Но он оказался привередливым человеком. Деревянную ногу, которую ему сделал доктор, он вскоре выкинул, ибо «в ней не было чувствительности». Хотел, наверное, чтоб в ней была такая же чувствительность, как в той, которая отгорела.
Ну, хватит об аборигенах, хоть мне и жаль с ними расставаться. Они необыкновенно занятные существа. Вот уже четверть века как власти многих колоний держат тех, кто остался к живых, в комфортабельных лагерях, кормят их и заботятся о них. Если бы я это знал, когда был в Австралии, я бы не упустил случая повидать их, но я не знал. Я бы не поленился пройти пешком тридцать миль, только бы увидать хоть чучело аборигена.
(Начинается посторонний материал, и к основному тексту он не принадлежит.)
//! Capture workers: one polling thread per configured core.

use crate::aggregator::Aggregator;
use crate::config::{CoreSpec, PortSpec};
use crate::flow::{app_id, AggregateFlags, AggregationSpec, Direction, FlowKey};
use crate::local_nets::LocalNetworks;
use crate::packet::{parse_frame, Frame};
use crate::reload::SharedTable;
use crate::rib::AsTable;
use crate::source::{Packet, PacketSource};
use crate::stats::{EngineStats, PortStatsCell};
use flowstat_types::HostAddr;
use std::io;
use std::sync::atomic::Ordering;
use std::sync::Arc;
use std::thread::{self, JoinHandle};
use tokio_util::sync::CancellationToken;
use tracing::{debug, info, trace, warn};

/// Most packets taken from one port per poll.
pub const BURST_SIZE: usize = 32;

/// What became of one received packet.
#[derive(Debug, Clone, Copy, PartialEq, Eq)]
pub enum Outcome {
    /// Reduced flow key and byte count to record
    Flow(FlowKey, u32),
    /// Dropped for a VLAN its port does not carry
    VlanFiltered(u16),
}

/// Turns received frames into reduced flow keys.
#[derive(Debug, Clone)]
pub struct FlowClassifier {
    local_networks: LocalNetworks,
    aggregation: AggregationSpec,
}

impl FlowClassifier {
    pub fn new(local_networks: LocalNetworks, aggregation: AggregationSpec) -> Self {
        FlowClassifier {
            local_networks,
            aggregation,
        }
    }

    pub fn classify(&self, packet: &Packet, port: &PortSpec, as_table: &AsTable) -> Outcome {
        let parsed = match parse_frame(&packet.data, packet.wire_len, port) {
            Frame::Accepted(parsed) => parsed,
            Frame::VlanFiltered(vid) => return Outcome::VlanFiltered(vid),
        };

        let Some(ip) = parsed.ip else {
            return Outcome::Flow(FlowKey::wildcard(Direction::Unknown), parsed.bytes);
        };

        let direction = self.local_networks.classify(ip.src, ip.dst);
        let mask = self.aggregation.mask_for(direction);
        // lookups are the costly part of the packet path; skip unselected ones
        let src_as = mask
            .contains(AggregateFlags::SRC_AS)
            .then(|| as_table.lookup(ip.src));
        let dst_as = mask
            .contains(AggregateFlags::DST_AS)
            .then(|| as_table.lookup(ip.dst));

        let key = FlowKey {
            direction,
            port: Some(port.index),
            af: Some(ip.af),
            proto: ip.proto,
            vlan: Some(parsed.vlan),
            src_host: HostAddr::from(ip.src),
            dst_host: HostAddr::from(ip.dst),
            src_as,
            dst_as,
            src_port: ip.src_port,
            dst_port: ip.dst_port,
            app: Some(app_id(
                ip.proto,
                ip.src_port.unwrap_or(0),
                ip.dst_port.unwrap_or(0),
            )),
        };
        Outcome::Flow(key.masked(mask), parsed.bytes)
    }
}

/// A port's receive queue together with its published counters.
pub(crate) struct PortQueue {
    pub(crate) spec: PortSpec,
    pub(crate) source: Box<dyn PacketSource>,
    pub(crate) stats: PortStatsCell,
}

/// Packet path state shared by every port of one core.
struct Pipeline {
    classifier: Arc<FlowClassifier>,
    aggregator: Arc<Aggregator>,
    as_table: Arc<SharedTable<AsTable>>,
    stats: Arc<EngineStats>,
}

impl Pipeline {
    fn process(&self, port: &PortSpec, burst: &[Packet], as_table: &AsTable) {
        let mut rx_bytes = 0u64;
        let mut filtered = 0u64;
        let mut overflow = 0u64;

        {
            let mut table = self.aggregator.lock();
            for packet in burst {
                rx_bytes += u64::from(packet.wire_len);
                match self.classifier.classify(packet, port, as_table) {
                    Outcome::Flow(key, bytes) => {
                        if !table.record(key, bytes) {
                            overflow += 1;
                        }
                    }
                    Outcome::VlanFiltered(vid) => {
                        trace!(port = port.index, vlan = vid, "dropped packet for foreign VLAN");
                        filtered += 1;
                    }
                }
            }
        }

        let stats = &self.stats;
        if filtered > 0 {
            stats.vlan_filtered.fetch_add(filtered, Ordering::Relaxed);
        }
        if overflow > 0 {
            stats.flow_overflow.fetch_add(overflow, Ordering::Relaxed);
        }
        stats.rx_bytes.fetch_add(rx_bytes, Ordering::Relaxed);
        // published last: a reader that sees the packets sees their outcome
        stats
            .rx_packets
            .fetch_add(burst.len() as u64, Ordering::Release);
    }
}

/// Polls the ports of one core until shutdown.
pub(crate) struct CaptureWorker {
    core: u32,
    pin: bool,
    ports: Vec<PortQueue>,
    pipeline: Pipeline,
    shutdown: CancellationToken,
}

impl CaptureWorker {
    pub(crate) fn new(
        core: &CoreSpec,
        ports: Vec<PortQueue>,
        classifier: Arc<FlowClassifier>,
        aggregator: Arc<Aggregator>,
        as_table: Arc<SharedTable<AsTable>>,
        stats: Arc<EngineStats>,
        shutdown: CancellationToken,
    ) -> Self {
        CaptureWorker {
            core: core.index,
            pin: false,
            ports,
            pipeline: Pipeline {
                classifier,
                aggregator,
                as_table,
                stats,
            },
            shutdown,
        }
    }

    /// Pins the worker thread to the CPU numbered like its core.
    pub(crate) fn pinned(mut self, pin: bool) -> Self {
        self.pin = pin;
        self
    }

    pub(crate) fn spawn(self) -> io::Result<JoinHandle<()>> {
        thread::Builder::new()
            .name(format!("flowstat-core{}", self.core))
            .spawn(move || self.run())
    }

    fn run(mut self) {
        if self.pin {
            pin_to_core(self.core);
        }
        info!(
            core = self.core,
            ports = self.ports.len(),
            "capture worker started"
        );

        let mut burst = Vec::with_capacity(BURST_SIZE);
        while !self.shutdown.is_cancelled() {
            // one table reference per polling round
            let as_table = self.pipeline.as_table.load();
            for port in &mut self.ports {
                burst.clear();
                if port.source.rx_burst(&mut burst, BURST_SIZE) > 0 {
                    self.pipeline.process(&port.spec, &burst, &as_table);
                }
                *port.stats.lock() = port.source.stats();
            }
        }

        info!(core = self.core, "capture worker stopped");
    }
}

#[cfg(target_os = "linux")]
fn pin_to_core(core: u32) {
    use nix::sched::{sched_setaffinity, CpuSet};
    use nix::unistd::Pid;

    let mut cpus = CpuSet::new();
    let result = cpus
        .set(core as usize)
        .and_then(|()| sched_setaffinity(Pid::from_raw(0), &cpus));
    match result {
        Ok(()) => debug!(core, "pinned capture worker"),
        Err(e) => warn!(core, error = %e, "failed to pin capture worker, running unpinned"),
    }
}

#[cfg(not(target_os = "linux"))]
fn pin_to_core(core: u32) {
    debug!(core, "CPU pinning not supported on this platform");
}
У австралийцев есть свой диалект. Эго само собой разумеется. Широкое разведение овец и крупного рогатого скота, своеобразная природа и своеобразные туземные животные — как люди, так и звери — не могли не породить местный диалект. У меня где-то хранятся записи всяких оборотов речи на этом диалекте, но сейчас я помню только несколько словечек и фраз. Однако и они достаточно выразительны. Обширные, безлюдные, бесплодные пустыни создали такие красноречивые сочетания слов, как: «ничья земля», «страна — конца края не видать», а также меткие словоупотребления: «она живет в стране конца края не видать», что означает: она старая дева. Неплохо и такое: «выгон для телок» — пансион для молодых девиц; «перепахать поле» — соответствует нашему разбойничьему термину «ограбить» дилижанс или поезд; «зеленый» — все равно что по нашему «новичок», новый поселенец. А бессмертное «Вот это да!». Мы должны его позаимствовать, «Вот это да!» Напечатанное, оно примерно соответствует вашему: «Вот так номер!» Но что способны передать бесстрастные буквы! Если «Вот это да!» произнести с истинно австралийским умилением и страстью, оно стоит шести наших по своему изяществу, прелести и колоритности. Наше выражение грубо, оно раздражает, его не скажешь в гостиной или в «выгоне для телок», меж тем «Вот это да!» там уместно; оно ласкает слух, если, конечно, умеючи его произнести. Я не раз видел это выражение напечатанным во время путешествия по Тихому океану, но оно меня не тронуло, не вызвало во мне симпатии. Ведь то была лишь мертвая оболочка, без души — недоставало интонации, одухотворенности, глубины чувства, красноречивости. Но когда я впервые услышал его из уст австралийца, оно меня воистину потрясло.